国泰顾客及商务总裁卢家培今天致电港台节目《千禧年代》时，指事件令不少乘客担心，“先说抱歉”。他解释，国泰在3月定期检查伺服器时，发现部分资料有异动，“有些资料被摸过及处理过”，故作进一步调查，再发现有资料从不同系统之中“郁过”。

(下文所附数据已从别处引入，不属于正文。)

// src/notifications/notification_manager.rs
use std::sync::Arc;

use async_trait::async_trait;
use futures::future::join_all;
use log::{error, info, warn};

use crate::alerts::AlertEvent;
use crate::errors::{AnalysisError, Result};

/// Hands an alert to whatever delivers it to the user.
#[async_trait]
pub trait AlertDispatcher: Send + Sync {
    async fn dispatch(&self, user_id: &str, alert: &AlertEvent) -> Result<()>;
}

/// One delivery channel.
#[async_trait]
pub trait Notifier: Send + Sync {
    fn name(&self) -> &'static str;
    async fn notify(&self, user_id: &str, alert: &AlertEvent) -> Result<()>;
}

pub struct NotificationManager {
    notifiers: Vec<Arc<dyn Notifier>>,
}

impl NotificationManager {
    pub fn new(notifiers: Vec<Arc<dyn Notifier>>) -> Self {
        if notifiers.is_empty() {
            warn!("📢 Notification manager has no channels configured");
        } else {
            let names: Vec<&str> = notifiers.iter().map(|n| n.name()).collect();
            info!("📢 Notification manager initialized with channels: {}", names.join(", "));
        }
        Self { notifiers }
    }

    pub fn channel_count(&self) -> usize {
        self.notifiers.len()
    }
}

#[async_trait]
impl AlertDispatcher for NotificationManager {
    /// Fans out to every channel concurrently. Channel errors are logged; the dispatch only
    /// fails when no channel delivered.
    async fn dispatch(&self, user_id: &str, alert: &AlertEvent) -> Result<()> {
        if self.notifiers.is_empty() {
            return Err(AnalysisError::Dispatch("no notification channels configured".to_string()));
        }

        info!("📢 Sending {:?} alert {} to {} channel(s)", alert.alert_type, alert.id, self.notifiers.len());

        let results = join_all(self.notifiers.iter().map(|n| n.notify(user_id, alert))).await;

        let mut delivered = 0;
        for (notifier, result) in self.notifiers.iter().zip(results) {
            match result {
                Ok(()) => delivered += 1,
                Err(e) => error!("📢 {} notification failed for alert {}: {}", notifier.name(), alert.id, e),
            }
        }

        if delivered == 0 {
            return Err(AnalysisError::Dispatch(format!("all channels failed for alert {}", alert.id)));
        }
        Ok(())
    }
}
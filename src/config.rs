// src/config.rs
// Engine tuning loaded from the environment (.env supported), with the documented defaults.

use dotenv::dotenv;
use log::{info, warn};
use std::env;
use std::str::FromStr;

pub const DEFAULT_TOLERANCE_PERCENT: f64 = 0.5;
pub const DEFAULT_MIN_CLOSES_BEYOND: u32 = 2;
pub const DEFAULT_MPL_PRECISION: usize = 10;
pub const DEFAULT_MPL_MIN_TOUCHES: usize = 2;
pub const DEFAULT_COMPRESSION_WINDOW: usize = 20;
pub const DEFAULT_ALERT_COOLDOWN_MINUTES: i64 = 30;
pub const DEFAULT_BASE_WIN_RATE: f64 = 0.6;

#[derive(Debug, Clone, PartialEq)]
pub struct EngineConfig {
    /// Close tolerance beyond the zone edge, as a percent of zone width
    pub tolerance_percent: f64,
    /// Closes beyond the zone needed to call it broken
    pub min_closes_beyond: u32,
    pub mpl_precision: usize,
    pub mpl_min_touches: usize,
    pub compression_window: usize,
    /// Minimum time between two alerts of the same type for the same zone
    pub alert_cooldown_minutes: i64,
    /// Win rate of a fresh zone, degraded by the freshness modifier
    pub base_win_rate: f64,
}

impl Default for EngineConfig {
    fn default() -> Self {
        Self {
            tolerance_percent: DEFAULT_TOLERANCE_PERCENT,
            min_closes_beyond: DEFAULT_MIN_CLOSES_BEYOND,
            mpl_precision: DEFAULT_MPL_PRECISION,
            mpl_min_touches: DEFAULT_MPL_MIN_TOUCHES,
            compression_window: DEFAULT_COMPRESSION_WINDOW,
            alert_cooldown_minutes: DEFAULT_ALERT_COOLDOWN_MINUTES,
            base_win_rate: DEFAULT_BASE_WIN_RATE,
        }
    }
}

impl EngineConfig {
    pub fn from_env() -> Self {
        dotenv().ok();

        let config = Self {
            tolerance_percent: env_or("ZONE_TOLERANCE_PERCENT", DEFAULT_TOLERANCE_PERCENT),
            min_closes_beyond: env_or("ZONE_MIN_CLOSES_BEYOND", DEFAULT_MIN_CLOSES_BEYOND),
            mpl_precision: env_or("MPL_PRECISION", DEFAULT_MPL_PRECISION),
            mpl_min_touches: env_or("MPL_MIN_TOUCHES", DEFAULT_MPL_MIN_TOUCHES),
            compression_window: env_or("COMPRESSION_WINDOW", DEFAULT_COMPRESSION_WINDOW),
            alert_cooldown_minutes: env_or("ALERT_COOLDOWN_MINUTES", DEFAULT_ALERT_COOLDOWN_MINUTES),
            base_win_rate: env_or("BASE_WIN_RATE", DEFAULT_BASE_WIN_RATE),
        };

        info!(
            "⚙️ Engine config: tolerance={:.2}%, min_closes={}, mpl_precision={}, cooldown={}min",
            config.tolerance_percent, config.min_closes_beyond, config.mpl_precision, config.alert_cooldown_minutes
        );
        config
    }
}

fn env_or<T: FromStr + Copy + std::fmt::Display>(key: &str, default: T) -> T {
    match env::var(key) {
        Ok(raw) => match raw.trim().parse::<T>() {
            Ok(value) => value,
            Err(_) => {
                warn!("[CONFIG] Could not parse {}='{}', using default {}", key, raw, default);
                default
            }
        },
        Err(_) => default,
    }
}

#[cfg(test)]
mod tests {
    use super::*;

    #[test]
    fn test_defaults_match_documented_constants() {
        let config = EngineConfig::default();
        assert_eq!(config.tolerance_percent, 0.5);
        assert_eq!(config.min_closes_beyond, 2);
        assert_eq!(config.mpl_precision, 10);
        assert_eq!(config.compression_window, 20);
    }

    #[test]
    fn test_env_or_falls_back_on_garbage() {
        env::set_var("ZONE_SCANNER_TEST_GARBAGE", "not-a-number");
        assert_eq!(env_or("ZONE_SCANNER_TEST_GARBAGE", 7usize), 7);
        env::set_var("ZONE_SCANNER_TEST_GOOD", " 12 ");
        assert_eq!(env_or("ZONE_SCANNER_TEST_GOOD", 7usize), 12);
    }
}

及至5月，国泰掌握到有乘客资料曾被不当取览，惟他强调公司当时并无公布事件，是为了避免引起无谓恐慌，“当时只见端倪，我们了解事件的敏感性，要小心，不能仓卒，我们想先了解整件事的来龙去脉，以及每位客人有甚么资料被非法浏览，让客人知道自己受或不受影响。”他强调一开始时资料零碎，公司花了不少时间去重组事件，重申感到抱歉，“但完全无隐瞒。”

国泰：外泄资料为姓名加电邮或姓名加电话

卢家培又称，在事件中大部分被不当取览的资料，为姓名加电邮或姓名加电话，并非同时间泄漏大部分资料，而外泄资料中亦无密码、亚洲万里通飞行里数、马可孛罗会籍帐户等资料，他亦强调泄漏的信用卡资料中不含整套信用卡资料，形容是“无财务资料被动用”。被问到若有客户的信用卡被非法转帐，可否向国泰追讨损失，他指现无证据显示有信用卡被盗用，客户如有需要可接触国泰，国泰会酌情处理事件。

卢家培续指，公司同时在了解事件后，花了不少时间为配套做准备功夫，如现时为事件而增设的特设网站及专线电话，以供客户查询自己是否受事件影响，而受影响的客户在今明两天亦会收到个人化通知。他指国泰在知悉事件后已堵塞保安漏洞，及持续提升保安设施，现无证据显示有其他入侵，国泰已于昨天通知个人资料私隐专员公署，及于昨晚报警。

私隐专员：在道德责任上国泰应​3月公布

而个人资料私隐专员黄继儿亦致电电台，指昨天才得悉事件，正与国泰接触，希望把影响降至最低。他指现时本港对于资料外泄事故的通报机制属自愿性质，难以因国泰延迟7个月才公布去指责其违规，但他认为在道德责任上，国泰应在3月发觉有异常时就通报事件，共同寻求解决方法。

根据欧盟今年5月生效的《通用数据保障条例》(GDPR)规定，企业资料外泄事故，应在得悉事件后72小时内通报，被问到是否应该修改本港条例，黄继儿就称，公署现正进行检视。